Then, follow the instructions here to install Grafana.
Log in Grafana, create a Prometheus data source named cluster-monitor
.
Set URL to http://localhost:9090
, Scrape Interval to 5s
, and HTTP Method to GET
. Other configurations remains default.
Import the json dashboard configuration files under scripts/grafana
into Grafana.
Then we get three dashboards Cluster Exporter
, JVM Exporter
, and Node Exporter
in Grafana.
These dashboards can be used to monitor the performance metrics of the instance.
Enter PIXELS_HOME
.
If pixels-cache is enabled, setup the cache before starting Pixels:
./sbin/reset-cache.sh
sudo ./sbin/pin-cache.sh
reset-cache.sh
is only needed for the first time of using pixels-cache.
It initializes some states in etcd for the cache.
Even if pixels-cache is disabled, reset-cache.sh
is needed for the first time of starting Pixels.
Then, start the daemons of Pixels using:
./sbin/start-pixels.sh
The metadata server, coordinator, node manager, and metrics server, are running in the daemons.
After starting Pixels, enter the home of presto-server and start Presto:
./bin/launcher start
Connect to presto-server using presto-cli:
./bin/presto --server localhost:8080 --catalog pixels
Run SHOW SCHEMAS
in presto-cli, the result should be as follows if everything is installed correctly.
Schema
--------------------
information_schema
(1 row)
By now, Pixels has been installed in the EC2 instance.

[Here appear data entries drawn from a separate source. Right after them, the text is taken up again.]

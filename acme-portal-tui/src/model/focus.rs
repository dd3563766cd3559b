//! 焦点状态定义

/// 当前接收按键的面板
#[derive(Debug, Clone, Copy, PartialEq, Eq, Default)]
pub enum FocusPanel {
    /// 左侧导航
    #[default]
    Navigation,
    /// 右侧表单 / 设置
    Content,
}

impl FocusPanel {
    /// 左右互换
    #[must_use]
    pub fn toggle(self) -> Self {
        match self {
            Self::Navigation => Self::Content,
            Self::Content => Self::Navigation,
        }
    }

    pub fn is_navigation(self) -> bool {
        self == Self::Navigation
    }

    pub fn is_content(self) -> bool {
        self == Self::Content
    }
}
//! Certificate chain rendering and inspection.
//!
//! Splitting is purely textual: fragments are not checked to be valid PEM.
//! Inspection is best effort and only feeds the display.

use chrono::{DateTime, Utc};
use log::trace;
use sha2::{Digest, Sha256};
use x509_parser::extensions::GeneralName;
use x509_parser::pem::parse_x509_pem;

use crate::types::{CertificateChain, CertificateSummary};

const END_MARKER: &str = "-----END CERTIFICATE-----";

/// Split concatenated PEM blocks into the leaf and the intermediate bundle.
///
/// Every fragment between END markers is trimmed, empty fragments are
/// discarded and the marker is re-appended on its own line. The first block
/// is the leaf, the rest joined by `\n` is the bundle.
pub fn split_certificate_chain(pem: &str) -> CertificateChain {
    let blocks: Vec<String> = pem
        .split(END_MARKER)
        .map(str::trim)
        .filter(|fragment| !fragment.is_empty())
        .map(|fragment| format!("{fragment}\n{END_MARKER}"))
        .collect();

    let leaf = blocks.first().cloned().unwrap_or_default();
    let bundle = blocks.get(1..).map(|rest| rest.join("\n")).unwrap_or_default();

    trace!("[Cert] split into {} block(s)", blocks.len());

    CertificateChain {
        blocks,
        leaf,
        bundle,
    }
}

/// Parse one PEM block into a [`CertificateSummary`].
///
/// Returns `None` for anything that is not a readable X.509 certificate.
pub fn inspect_certificate(block: &str) -> Option<CertificateSummary> {
    let (_, pem) = parse_x509_pem(block.as_bytes())
        .map_err(|e| trace!("[Cert] PEM parse failed: {e}"))
        .ok()?;
    let cert = pem
        .parse_x509()
        .map_err(|e| trace!("[Cert] X.509 parse failed: {e}"))
        .ok()?;

    let validity = cert.validity();
    let not_before = DateTime::<Utc>::from_timestamp(validity.not_before.timestamp(), 0)?;
    let not_after = DateTime::<Utc>::from_timestamp(validity.not_after.timestamp(), 0)?;
    let days_remaining = (not_after - Utc::now()).num_days();

    let san: Vec<String> = cert
        .subject_alternative_name()
        .ok()
        .flatten()
        .map(|ext| {
            ext.value
                .general_names
                .iter()
                .filter_map(|name| match name {
                    GeneralName::DNSName(dns) => Some((*dns).to_string()),
                    _ => None,
                })
                .collect()
        })
        .unwrap_or_default();

    let common_name = cert
        .subject()
        .iter_common_name()
        .next()
        .and_then(|cn| cn.as_str().ok())
        .map(String::from);

    Some(CertificateSummary {
        subject: cert.subject().to_string(),
        issuer: cert.issuer().to_string(),
        common_name,
        san,
        not_before: not_before.to_rfc3339(),
        not_after: not_after.to_rfc3339(),
        days_remaining,
        is_expired: days_remaining < 0,
        is_ca: cert.is_ca(),
        fingerprint_sha256: hex::encode_upper(Sha256::digest(&pem.contents)),
    })
}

The aforementioned instructions should also work in other kinds of VMs or physical servers.
Run the script $PIXELS_HOME/sbin/stop-pixels.sh
to stop Pixels when needed.
If pixels-cache is used, also run the $PIXELS_HOME/sbin/unpin-cache.sh
to release the memory that is
pinned by the cache.
After starting Pixels and Presto, we can evaluate the performance of Pixels using TPC-H.

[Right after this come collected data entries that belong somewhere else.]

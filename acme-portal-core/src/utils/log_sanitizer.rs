//! Log sanitization
//!
//! Issue responses carry the private key next to the certificate. Bodies are
//! only ever logged through [`truncate_for_log`], which blanks every
//! `PRIVATE KEY` PEM block before shortening the rest.

use std::borrow::Cow;
use std::sync::LazyLock;

use regex::Regex;

/// Bytes of the (redacted) body kept in the log line.
const LOG_BODY_LIMIT: usize = 256;

const REDACTED: &str = "[private key redacted]";

/// `-----BEGIN <anything> PRIVATE KEY-----` up to the matching END marker.
///
/// An unterminated block is redacted to the end of the text. Escaped
/// newlines inside a JSON string are covered as well, since `.` also spans them.
static PRIVATE_KEY_BLOCK: LazyLock<Option<Regex>> = LazyLock::new(|| {
    Regex::new(r"(?s)-----BEGIN [A-Z0-9 ]*PRIVATE KEY-----.*?(?:-----END [A-Z0-9 ]*PRIVATE KEY-----|\z)")
        .ok()
});

fn redact_private_keys(s: &str) -> Cow<'_, str> {
    match PRIVATE_KEY_BLOCK.as_ref() {
        Some(re) => re.replace_all(s, REDACTED),
        // 正则无法编译时宁可不记录内容
        None if s.contains("PRIVATE KEY") => Cow::Borrowed(REDACTED),
        None => Cow::Borrowed(s),
    }
}

/// Largest char boundary not after `index`.
fn char_boundary_before(s: &str, index: usize) -> usize {
    (0..=index.min(s.len()))
        .rev()
        .find(|&i| s.is_char_boundary(i))
        .unwrap_or(0)
}

/// Response body as it may appear in the log.
///
/// Private keys are replaced first; the result is then cut to
/// `LOG_BODY_LIMIT` bytes with the original length appended.
pub fn truncate_for_log(body: &str) -> String {
    let redacted = redact_private_keys(body);
    if redacted.len() <= LOG_BODY_LIMIT {
        return redacted.into_owned();
    }
    let cut = char_boundary_before(&redacted, LOG_BODY_LIMIT);
    format!(
        "{}... [{} of {} bytes]",
        &redacted[..cut],
        cut,
        body.len()
    )
}
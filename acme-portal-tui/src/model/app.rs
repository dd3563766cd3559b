//! 应用主状态结构

use super::{
    ChallengeState, FocusPanel, IssueState, ModalState, NavigationState, Page, SettingsState,
};
use crate::backend::AppConfig;

/// 应用主状态
pub struct App {
    /// 是否应该退出
    pub should_quit: bool,

    /// 当前焦点面板
    pub focus: FocusPanel,

    /// 导航状态
    pub navigation: NavigationState,

    /// 当前页面
    pub current_page: Page,

    /// 状态栏消息
    pub status_message: Option<String>,

    /// 启动时加载的配置（设置页修改后同步）
    pub config: AppConfig,

    // === 各页面状态 ===
    /// 挑战页面状态
    pub challenge: ChallengeState,
    /// 签发页面状态
    pub issue: IssueState,
    /// 设置页面状态
    pub settings: SettingsState,

    /// 弹窗状态
    pub modal: ModalState,
}

impl App {
    /// 根据配置创建应用实例
    pub fn new(config: AppConfig) -> Self {
        let settings = SettingsState::new(config.theme(), config.language());
        Self {
            should_quit: false,
            focus: FocusPanel::Navigation,
            navigation: NavigationState::new(),
            current_page: Page::Challenge,
            status_message: None,
            config,
            challenge: ChallengeState::new(),
            issue: IssueState::new(),
            settings,
            modal: ModalState::new(),
        }
    }

    /// 设置状态消息
    pub fn set_status(&mut self, message: impl Into<String>) {
        self.status_message = Some(message.into());
    }

    /// 清除状态消息
    pub fn clear_status(&mut self) {
        self.status_message = None;
    }
}

impl Default for App {
    fn default() -> Self {
        Self::new(AppConfig::default())
    }
}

Attach a volume that is larger than the scale factor (e.g., 150GB for SF100) to the EC2 instance.
Mount the attached volume to a local path (e.g., /data/tpch
).
Download tpch-dbgen to the instance, build it, and generate the dataset and queries into the attached volume.

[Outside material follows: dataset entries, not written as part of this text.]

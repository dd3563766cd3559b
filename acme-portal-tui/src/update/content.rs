//! 内容面板更新逻辑

use acme_portal_core::start_challenge;

use crate::i18n::{set_language, t};
use crate::message::{BackendCommand, ContentMessage};
use crate::model::state::InputField;
use crate::model::{App, Page};

/// PgUp / PgDn 一次滚动的行数
const PAGE_LINES: u16 = 10;

/// 处理内容面板消息
pub fn update(app: &mut App, msg: ContentMessage) -> Option<BackendCommand> {
    match msg {
        // ========== 输入框 ==========
        ContentMessage::Input(ch) => {
            if let Some(input) = current_input(app) {
                input.push(ch);
            }
            None
        }
        ContentMessage::Backspace => {
            if let Some(input) = current_input(app) {
                input.backspace();
            }
            None
        }
        ContentMessage::ClearInput => {
            if let Some(input) = current_input(app) {
                input.clear();
            }
            None
        }
        ContentMessage::Submit => match app.current_page {
            Page::Challenge => submit_challenge(app),
            Page::Issue => submit_issue(app),
            Page::Settings => None,
        },

        // ========== 结果区 ==========
        ContentMessage::ScrollUp => {
            scroll(app, |s| s.saturating_sub(1));
            None
        }
        ContentMessage::ScrollDown => {
            scroll(app, |s| s.saturating_add(1));
            None
        }
        ContentMessage::PageUp => {
            scroll(app, |s| s.saturating_sub(PAGE_LINES));
            None
        }
        ContentMessage::PageDown => {
            scroll(app, |s| s.saturating_add(PAGE_LINES));
            None
        }
        ContentMessage::TogglePrivateKey => {
            if app.current_page == Page::Issue && app.issue.certificate().is_some() {
                app.issue.show_private_key = !app.issue.show_private_key;
            }
            None
        }
        ContentMessage::Export => handle_export(app),

        // ========== 设置页面 ==========
        ContentMessage::SelectPrevious => {
            if app.current_page == Page::Settings {
                app.settings.select_previous();
            }
            None
        }
        ContentMessage::SelectNext => {
            if app.current_page == Page::Settings {
                app.settings.select_next();
            }
            None
        }
        ContentMessage::Toggle => handle_toggle(app),
    }
}

fn current_input(app: &mut App) -> Option<&mut InputField> {
    match app.current_page {
        Page::Challenge => Some(&mut app.challenge.input),
        Page::Issue => Some(&mut app.issue.input),
        Page::Settings => None,
    }
}

fn scroll(app: &mut App, f: impl Fn(u16) -> u16) {
    match app.current_page {
        Page::Challenge => app.challenge.scroll = f(app.challenge.scroll),
        Page::Issue => app.issue.scroll = f(app.issue.scroll),
        Page::Settings => {}
    }
}

// ========== 表单提交 ==========

fn submit_challenge(app: &mut App) -> Option<BackendCommand> {
    if app.challenge.flow.is_busy() {
        app.set_status(t().status_bar.busy);
        return None;
    }

    let challenge = &mut app.challenge;
    challenge.scroll = 0;
    let (ticket, domains) = start_challenge(&mut challenge.flow, challenge.input.as_str())?;
    log::debug!("[UI] challenge #{} for {domains}", ticket.value());
    app.clear_status();
    Some(BackendCommand::RequestChallenge { ticket, domains })
}

fn submit_issue(app: &mut App) -> Option<BackendCommand> {
    if app.issue.flow.is_busy() {
        app.set_status(t().status_bar.busy);
        return None;
    }

    let (ticket, id) = app.issue.start()?;
    log::debug!("[UI] issue #{} for order {id}", ticket.value());
    app.clear_status();
    Some(BackendCommand::IssueCertificate { ticket, id })
}

// ========== 导出 ==========

fn handle_export(app: &mut App) -> Option<BackendCommand> {
    if app.current_page != Page::Issue {
        return None;
    }
    if app.issue.exporting {
        app.set_status(t().status_bar.export_in_progress);
        return None;
    }
    let Some(certificate) = app.issue.certificate().cloned() else {
        app.set_status(t().status_bar.nothing_to_export);
        return None;
    };

    let folder = app
        .issue
        .order_id
        .as_ref()
        .map_or_else(|| "certificate".to_string(), |id| dir_name(id.as_str()));
    let dir = app.config.output_dir().join(folder);

    app.issue.exporting = true;
    Some(BackendCommand::ExportCertificate { dir, certificate })
}

/// 把订单 ID 转成安全的目录名
///
/// 只保留字母、数字、`-`、`_`、`.`，其余替换为 `_`；
/// `.` 和 `..` 整体替换。
fn dir_name(id: &str) -> String {
    let name: String = id
        .chars()
        .map(|c| {
            if c.is_ascii_alphanumeric() || matches!(c, '-' | '_' | '.') {
                c
            } else {
                '_'
            }
        })
        .collect();
    if name.is_empty() || name.chars().all(|c| c == '.') {
        "_".to_string()
    } else {
        name
    }
}

// ========== 设置页面处理 ==========

fn handle_toggle(app: &mut App) -> Option<BackendCommand> {
    if app.current_page != Page::Settings {
        return None;
    }

    app.settings.toggle_current();
    let theme = app.settings.theme;
    let language = app.settings.language;

    // 同步到 view 层和翻译表
    crate::view::theme::set_theme_index(theme.index());
    set_language(language);

    app.config.theme = theme.code().to_string();
    app.config.language = language.code().to_string();
    Some(BackendCommand::SaveSettings { theme, language })
}
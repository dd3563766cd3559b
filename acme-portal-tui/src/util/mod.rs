//!
//! src/util/mod.rs
//! Util 层：基础设施和工具函数
//!
//! Util 层提供与业务逻辑无关的基础设施代码，
//! 负责终端的初始化和恢复，以及日志初始化。
//!
//!
//! 有模块结构：
//!     src/util/mod.rs
//!         mod logger;         // env_logger 写入日志文件
//!         mod terminal;       // 终端初始化和恢复
//!
//!
//!     终端类型定义：
//!
//!             pub type Term = Terminal<CrosstermBackend<Stdout>>;
//!
//!
//!     初始化终端（init_terminal）：
//!
//!         · Raw Mode（原始模式）
//!             - 关闭行缓冲：无需按 Enter，每个按键立即生效
//!             - 关闭字符回显：按键不会显示在终端上
//!             - 捕获所有按键：包括 Ctrl+C、箭头键等特殊键
//!
//!         · Alternate Screen（备用屏幕）
//!             - TUI 应用在备用屏幕运行
//!             - 退出后自动恢复主屏幕内容
//!
//!
//!     恢复终端（restore_terminal）：
//!
//!         注意：无论程序是正常退出还是发生错误，都必须调用此函数！
//!               否则终端会保持在原始模式，用户输入不会正常显示。
//!
//!
//!     日志（init_logger）：
//!
//!         终端被 TUI 占用，stderr 上的日志会把界面打乱，
//!         所以 env_logger 的输出目标是日志文件（Target::Pipe）。
//!         必须在 init_terminal() 之前调用，失败时还能打印到 stderr。
//!

mod logger;
mod terminal;

pub use logger::init_logger;
pub use terminal::{init_terminal, restore_terminal, Term};
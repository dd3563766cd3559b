//! 应用主消息枚举

use super::{BackendMessage, ContentMessage, ModalMessage, NavigationMessage};

/// 应用主消息
#[derive(Debug, Clone)]
pub enum AppMessage {
    /// 退出应用
    Quit,

    /// 切换焦点面板
    ToggleFocus,

    /// 导航相关消息
    Navigation(NavigationMessage),

    /// 内容面板相关消息
    Content(ContentMessage),

    /// 弹窗相关消息
    Modal(ModalMessage),

    /// 后台任务完成
    Backend(BackendMessage),

    /// 返回：关闭弹窗或把焦点交还导航栏
    GoBack,

    /// 显示帮助
    ShowHelp,

    /// 无操作（用于忽略未处理的事件）
    Noop,
}
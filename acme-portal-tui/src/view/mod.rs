//!
//! src/view/mod.rs
//! View 层：UI 渲染
//!
//! View 层只读取 Model，不修改任何状态。
//! 每一帧都从头绘制，ratatui 负责差量输出到终端。
//!
//!
//! 有模块结构：
//!     src/view/mod.rs
//!         mod layout;             // 主布局：标题栏 + 导航 / 内容 + 状态栏
//!         pub mod theme;          // 颜色方案（深色 / 浅色）
//!         mod components;         // 导航栏、状态栏、弹窗
//!         mod pages;              // 挑战、签发、设置页面
//!
//!
//!     ┌──────────────────────────── 标题栏 ─────────────────────────────┐
//!     ├─────────────┬──────────────────────────────────────────────────┤
//!     │  导航 20%   │  内容 80%                                         │
//!     │             │    输入框                                         │
//!     │  Challenge  │    提交按钮                                       │
//!     │  Issue      │    结果区（可滚动）                               │
//!     │  Settings   │                                                  │
//!     ├─────────────┴──────────────────────────────────────────────────┤
//!     └──────────────────────────── 状态栏 ─────────────────────────────┘
//!
//!     弹窗最后绘制，覆盖在最上层。
//!

mod components;
mod layout;
mod pages;
pub mod theme;

use ratatui::Frame;

use crate::model::App;

/// 渲染一帧
pub fn render(app: &App, frame: &mut Frame) {
    layout::render(app, frame);
}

Here, we put the dataset in /data/tpch/100g/
.
The file(s) of each table are stored in a separate directory named by the table name.
Log in presto-cli and use the SQL statements in scripts/sql/tpch_schema.sql
to create the TPC-H database in Pixels.
Change the value of the storage
table property in the create-table statement to hdfs
if HDFS is used as the
underlying storage system instead of S3.
Note that presto-cli can execute only one SQL statement at each time.
Then, use SHOW SCHEMAS
and SHOW TABLES
statements to check if the tpch database has been
created successfully.
Connect to MySQL using the user pixels
, and execute the SQL statements in scripts/sql/tpch_layouts.sql
to create the table layouts for the tables in the TPC-H database in Pixels. Actually, these layouts
should be created by the storage layout optimizer (Rainbow).
However, we directly load the layouts here for simplicity.
Create the container to store the tables in S3. The container name is the same as the hostname
(e.g., pixels-tpch
) in the LAYOUT_ORDER_PATH
and LAYOUT_COMPACT_PATH
of each table layout.
Change the bucket name if it already exists.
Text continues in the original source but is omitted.